As we discussed in a previous article, the need for meaning at work is obviously not a criterion specific to the gifted, despite what you might often hear. Meaning is just a small part of what you truly need.

Many gifted individuals are driven by desire (and this isn’t unique to them either), which serves as a crucial motivator. However, there is something fundamental that is truly specific to the gifted: emotion.

You need emotions to feel every achievement, even the smallest ones. A thrill, something that, in an instant, transports you, even if it’s fleeting. You need that rush of adrenaline tied to a particular accomplishment, which rarely happens. Ideally, you need it regularly. And I’m not prescribing this, but simply describing it.

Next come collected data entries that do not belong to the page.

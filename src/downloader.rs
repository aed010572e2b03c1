//! Background worker that owns one yt-dlp invocation.
//!
//! The worker never touches widget state; everything the UI needs to know
//! travels through the [`WorkerEvent`] channel, ending with exactly one
//! `Finished`.

use std::path::PathBuf;
use std::process::{ExitStatus, Stdio};
use std::{fs::File, io::Write};

use rust_embed::RustEmbed;
use tokio::{
    io::{AsyncBufReadExt, BufReader},
    process::Command,
    sync::mpsc::UnboundedSender,
};

use crate::model::{LogLevel, WorkerEvent};
use crate::options::DownloadRequest;
use crate::progress::{PROGRESS_TEMPLATE, ProgressLine, parse_progress_line};

#[derive(RustEmbed)]
#[folder = "assets/"]
pub struct Asset;

/// Failures of a single run, flattened to one error log line at the UI
/// boundary.
#[derive(Debug, thiserror::Error)]
pub enum DownloadError {
    #[error("yt-dlp not found: bundle it under assets/ or install it on PATH")]
    MissingBinary,
    #[error(transparent)]
    Io(#[from] std::io::Error),
    #[error("yt-dlp exited with {0}")]
    Engine(ExitStatus),
}

/// Runs one download to completion, reporting through `events`.
///
/// Infallible from the caller's side: every failure becomes an error log
/// line, and `Finished` is always the last event sent.
pub async fn run_download(request: DownloadRequest, events: UnboundedSender<WorkerEvent>) {
    match execute(&request, &events).await {
        Ok(()) => {
            let _ = events.send(WorkerEvent::progress("Done.", 1.0));
            let _ = events.send(WorkerEvent::log(
                LogLevel::Success,
                "Process finished successfully!",
            ));
        }
        Err(err) => {
            let _ = events.send(WorkerEvent::log(
                LogLevel::Error,
                format!("Download failed: {err}"),
            ));
        }
    }
    let _ = events.send(WorkerEvent::Finished);
}

async fn execute(
    request: &DownloadRequest,
    events: &UnboundedSender<WorkerEvent>,
) -> Result<(), DownloadError> {
    let bin = locate_engine()?;

    let mut args = request.to_args();
    args.push("--newline".to_owned());
    args.push("--progress-template".to_owned());
    args.push(PROGRESS_TEMPLATE.to_owned());
    args.push(request.url.clone());

    tracing::debug!(?bin, ?args, "spawning engine");

    let mut child = Command::new(bin)
        .args(&args)
        .stdin(Stdio::null())
        .stdout(Stdio::piped())
        .stderr(Stdio::piped())
        .spawn()?;

    let out = child.stdout.take().unwrap();
    let err = child.stderr.take().unwrap();

    // Drain stderr on its own task so neither pipe can fill up and stall
    // the engine.
    let diag_events = events.clone();
    let diagnostics = tokio::spawn(async move {
        let mut lines = BufReader::new(err).lines();
        while let Ok(Some(line)) = lines.next_line().await {
            match classify_diagnostic(&line) {
                Some((level, message)) => {
                    let _ = diag_events.send(WorkerEvent::log(level, message));
                }
                None => tracing::debug!("engine: {line}"),
            }
        }
    });

    let mut lines = BufReader::new(out).lines();
    while let Some(line) = lines.next_line().await? {
        match parse_progress_line(&line) {
            Some(ProgressLine::Downloading { message, fraction }) => {
                let _ = events.send(WorkerEvent::progress(message, fraction));
            }
            Some(ProgressLine::Finished) => {
                let _ = events.send(WorkerEvent::log(
                    LogLevel::Info,
                    "Download finished. Running post-processing...",
                ));
            }
            None => tracing::debug!("engine: {line}"),
        }
    }

    let _ = diagnostics.await;

    let status = child.wait().await?;
    if status.success() {
        Ok(())
    } else {
        Err(DownloadError::Engine(status))
    }
}

/// Splits the engine's stderr by severity. Warnings and errors reach the UI
/// log; anything else is dropped to the debug stream by the caller.
fn classify_diagnostic(line: &str) -> Option<(LogLevel, String)> {
    if line.starts_with("WARNING:") {
        Some((LogLevel::Warning, line.to_owned()))
    } else if line.starts_with("ERROR:") {
        Some((LogLevel::Error, line.to_owned()))
    } else {
        None
    }
}

/// Finds the engine: a copy bundled under `assets/` wins, unpacked once to
/// the temp directory; otherwise fall back to whatever is on PATH.
fn locate_engine() -> Result<PathBuf, DownloadError> {
    let bin = if cfg!(target_os = "windows") {
        "yt-dlp.exe"
    } else {
        "yt-dlp"
    };

    if let Some(embedded) = Asset::get(bin) {
        let target = std::env::temp_dir().join(bin);
        if !target.exists() {
            let mut file = File::create(&target)?;
            file.write_all(&embedded.data)?;
            #[cfg(unix)]
            {
                use std::os::unix::fs::PermissionsExt;
                std::fs::set_permissions(&target, std::fs::Permissions::from_mode(0o755))?;
            }
        }
        return Ok(target);
    }

    which::which(bin).map_err(|_| DownloadError::MissingBinary)
}

/// Startup probe used to seed a warning into the log view before the first
/// click.
pub fn engine_available() -> bool {
    locate_engine().is_ok()
}

#[cfg(test)]
mod tests {
    use super::*;

    #[test]
    fn warnings_and_errors_are_forwarded_tagged() {
        assert_eq!(
            classify_diagnostic("WARNING: unable to extract chapter data"),
            Some((
                LogLevel::Warning,
                "WARNING: unable to extract chapter data".to_owned()
            ))
        );
        assert_eq!(
            classify_diagnostic("ERROR: Unsupported URL: https://nope"),
            Some((
                LogLevel::Error,
                "ERROR: Unsupported URL: https://nope".to_owned()
            ))
        );
    }

    #[test]
    fn debug_chatter_is_discarded() {
        assert_eq!(classify_diagnostic("[debug] Loaded 1832 extractors"), None);
        assert_eq!(classify_diagnostic("[youtube] abc: Downloading webpage"), None);
        assert_eq!(classify_diagnostic(""), None);
    }

    #[test]
    fn failures_flatten_to_display_strings() {
        assert_eq!(
            DownloadError::MissingBinary.to_string(),
            "yt-dlp not found: bundle it under assets/ or install it on PATH"
        );
    }
}
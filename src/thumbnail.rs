//! Best-effort thumbnail preview for the status area.

use eframe::egui::ColorImage;

/// Pulls the video id out of a YouTube URL, handling both the `watch?v=`
/// and the short `youtu.be/` forms. `None` for anything else; the preview
/// is skipped, never an error.
pub fn extract_video_id(url: &str) -> Option<String> {
    if let Some(rest) = url.split("youtu.be/").nth(1) {
        let id = rest.split(['?', '&', '/']).next()?;
        if !id.is_empty() {
            return Some(id.to_owned());
        }
    }
    url.split("v=")
        .nth(1)
        .and_then(|s| s.split('&').next())
        .filter(|id| !id.is_empty())
        .map(str::to_owned)
}

/// Fetches and decodes the title-card JPEG for a video id.
///
/// Blocking; run on a blocking task, never on the UI thread. Any network or
/// decode failure just suppresses the preview.
pub fn fetch_thumbnail(video_id: &str) -> Option<ColorImage> {
    let url = format!("https://img.youtube.com/vi/{video_id}/mqdefault.jpg");
    let bytes = reqwest::blocking::get(&url).ok()?.bytes().ok()?;
    let rgba = image::load_from_memory(&bytes).ok()?.to_rgba8();
    let size = [rgba.width() as usize, rgba.height() as usize];
    Some(ColorImage::from_rgba_unmultiplied(size, &rgba))
}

That said, reflect on it or try it out, and you’ll see if this prescription makes sense.

This brings me to the concept of meaning because, in my opinion, the almost magical trio for the gifted in their daily life, whether at work or elsewhere, consists of the following:

Meaning + Desire + Emotion

Of course, you can analyze this need, this resource. But remember, we’re focusing on the context of work—whether paid or unpaid, whether it’s about successfully completing a complicated new project or finding the idea that gives a whole new perspective to a task.

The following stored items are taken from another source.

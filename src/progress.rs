//! Parsing of the engine's templated progress lines.
//!
//! The worker passes `--progress-template` so every transfer update arrives
//! on stdout as one line:
//!
//! `progress:<status>|<percent>|<speed>|<eta>`

/// Template handed to the engine; keep in sync with [`parse_progress_line`].
pub const PROGRESS_TEMPLATE: &str =
    "progress:%(progress.status)s|%(progress._percent_str)s|%(progress._speed_str)s|%(progress._eta_str)s";

const PROGRESS_PREFIX: &str = "progress:";

/// A decoded progress line.
#[derive(Clone, Debug, PartialEq)]
pub enum ProgressLine {
    /// Transfer in flight: display line plus fraction in 0.0..=1.0.
    Downloading { message: String, fraction: f32 },
    /// Download phase done, post-processing about to start.
    Finished,
}

/// Decodes one stdout line, or `None` if it is not a well-formed progress
/// line. Malformed percent fields are swallowed here rather than surfaced.
pub fn parse_progress_line(line: &str) -> Option<ProgressLine> {
    let payload = line.strip_prefix(PROGRESS_PREFIX)?;
    let mut fields = payload.split('|');
    let status = fields.next()?.trim();

    match status {
        "downloading" => {
            let percent = fields.next()?.trim();
            let speed = fields.next()?.trim();
            let eta = fields.next()?.trim();
            let number = percent.strip_suffix('%')?.trim();
            let value: f32 = number.parse().ok()?;
            let fraction = (value / 100.0).clamp(0.0, 1.0);
            Some(ProgressLine::Downloading {
                message: format!("{number}% | {speed} | ETA: {eta}"),
                fraction,
            })
        }
        "finished" => Some(ProgressLine::Finished),
        _ => None,
    }
}

#[cfg(test)]
mod tests {
    use super::*;

    #[test]
    fn downloading_line_yields_fraction_and_display_line() {
        let parsed = parse_progress_line("progress:downloading|  50.0%|   1.25MiB/s|00:31");
        assert_eq!(
            parsed,
            Some(ProgressLine::Downloading {
                message: "50.0% | 1.25MiB/s | ETA: 00:31".into(),
                fraction: 0.5,
            })
        );
    }

    #[test]
    fn finished_line_marks_phase_change() {
        assert_eq!(
            parse_progress_line("progress:finished|100%|N/A|00:00"),
            Some(ProgressLine::Finished)
        );
    }

    #[test]
    fn unknown_status_is_ignored() {
        assert_eq!(parse_progress_line("progress:error|0%|N/A|N/A"), None);
    }

    #[test]
    fn malformed_percent_is_swallowed() {
        assert_eq!(parse_progress_line("progress:downloading|N/A|N/A|N/A"), None);
        assert_eq!(parse_progress_line("progress:downloading|oops%|N/A|N/A"), None);
        assert_eq!(parse_progress_line("progress:downloading"), None);
    }

    #[test]
    fn ordinary_engine_output_is_not_progress() {
        assert_eq!(parse_progress_line("[download] Destination: clip.mp4"), None);
        assert_eq!(parse_progress_line(""), None);
    }

    #[test]
    fn fraction_is_clamped_to_unit_range() {
        match parse_progress_line("progress:downloading|105.0%|fast|00:00") {
            Some(ProgressLine::Downloading { fraction, .. }) => assert_eq!(fraction, 1.0),
            other => panic!("unexpected parse: {other:?}"),
        }
    }
}
//! # Platform and Graphics Collaborators
//!
//! The benchmark core never talks to a window system or a GPU API directly.
//! It drives two traits:
//!
//! - [`Platform`]: window, event pump, status title, presentation
//! - [`GraphicsBackend`]: program/mesh/texture setup and draw submission
//!
//! [`headless`] provides deterministic implementations of both. A GLFW
//! window is available behind the `windowed` feature.

use thiserror::Error;

use crate::foundation::math::Mat4;
use crate::render::{Mesh, RenderResult, ShaderSources, TextureData};

pub mod headless;
#[cfg(feature = "windowed")]
pub mod glfw_window;

pub use headless::{GraphicsStats, HeadlessPlatform, NullGraphics};
#[cfg(feature = "windowed")]
pub use glfw_window::GlfwPlatform;

/// Events surfaced by the platform event pump
#[derive(Debug, Clone, Copy, PartialEq, Eq)]
pub enum PlatformEvent {
    /// The user or the window system asked the run to end
    Quit,
    /// The window was resized
    Resized {
        /// New width in pixels
        width: u32,
        /// New height in pixels
        height: u32,
    },
    /// Keyboard, mouse or other input the benchmark ignores
    Input,
}

/// Window-system side of the benchmark
pub trait Platform {
    /// Take at most one pending event off the queue
    fn poll_event(&mut self) -> Option<PlatformEvent>;

    /// Replace the window/status title
    fn set_title(&mut self, title: &str);

    /// Render target width in pixels
    fn width(&self) -> u32;

    /// Render target height in pixels
    fn height(&self) -> u32;

    /// Width over height of the render target
    fn aspect_ratio(&self) -> f32 {
        self.width() as f32 / self.height().max(1) as f32
    }

    /// Present the finished frame (may block on vsync)
    fn swap_buffers(&mut self);

    /// Report a fatal error to the user
    fn show_error(&mut self, title: &str, message: &str) {
        log::error!("{}: {}", title, message);
    }
}

/// GPU side of the benchmark
///
/// Setup calls may fail; per-frame calls cannot, because there is no
/// recovery path once the loop is running.
pub trait GraphicsBackend {
    /// Compile and link the shader program used for every draw
    fn create_program(&mut self, sources: &ShaderSources) -> RenderResult<()>;

    /// Upload vertex and index buffers
    fn upload_mesh(&mut self, mesh: &Mesh) -> RenderResult<()>;

    /// Upload the cube texture
    fn upload_texture(&mut self, texture: &TextureData) -> RenderResult<()>;

    /// Clear the frame and bind the per-frame view-projection uniform
    fn begin_frame(&mut self, view_projection: &Mat4);

    /// Draw the bound mesh with the given per-object model matrix
    fn draw_indexed(&mut self, model: &Mat4, index_count: u32);

    /// Finish command submission for the frame
    fn end_frame(&mut self);

    /// Release every GPU resource; safe to call more than once
    fn release(&mut self);
}

/// Window-system setup errors
#[derive(Error, Debug)]
pub enum PlatformError {
    /// Window system could not be initialized
    #[error("Window system initialization failed: {0}")]
    InitializationFailed(String),

    /// Window creation failed
    #[error("Window creation failed: {0}")]
    CreationFailed(String),
}
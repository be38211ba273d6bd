//! Sample buffers filled by the harness

/// FPS and frame-time series of one run
///
/// Append-only while the loop runs; samples are strictly time-ordered.
#[derive(Debug, Clone, Default, PartialEq)]
pub struct SampleBuffers {
    fps: Vec<u32>,
    frame_times_ms: Vec<f64>,
}

impl SampleBuffers {
    /// Empty buffers
    pub fn new() -> Self {
        Self::default()
    }

    /// Append one reporting interval's frame count
    pub fn push_fps(&mut self, frames: u32) {
        self.fps.push(frames);
    }

    /// Append one frame duration in milliseconds
    pub fn push_frame_time(&mut self, millis: f64) {
        self.frame_times_ms.push(millis);
    }

    /// FPS series, one entry per reporting interval
    pub fn fps(&self) -> &[u32] {
        &self.fps
    }

    /// Frame-time series in milliseconds
    pub fn frame_times_ms(&self) -> &[f64] {
        &self.frame_times_ms
    }

    /// Frame-time samples recorded so far; this is what a sample budget counts
    pub fn frame_time_count(&self) -> usize {
        self.frame_times_ms.len()
    }

    /// Mean of the FPS series
    pub fn mean_fps(&self) -> Option<f64> {
        mean(self.fps.iter().map(|&f| f64::from(f)), self.fps.len())
    }

    /// Mean of the frame-time series
    pub fn mean_frame_time_ms(&self) -> Option<f64> {
        mean(self.frame_times_ms.iter().copied(), self.frame_times_ms.len())
    }
}

fn mean(values: impl Iterator<Item = f64>, count: usize) -> Option<f64> {
    (count > 0).then(|| values.sum::<f64>() / count as f64)
}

This emotion tied to accomplishment—where does it come from within you? What does it stem from?

To help you and guide you in your own introspection, we can delve deeper into the context:

  • Is it tied to another value, such as correcting an injustice?
  • Is it simply connected to letting go, as in a sport where you stop thinking, where you unplug your brain just enough to catch your breath, or when you finally achieve a specific result or performance?

I’ll leave you to continue exploring…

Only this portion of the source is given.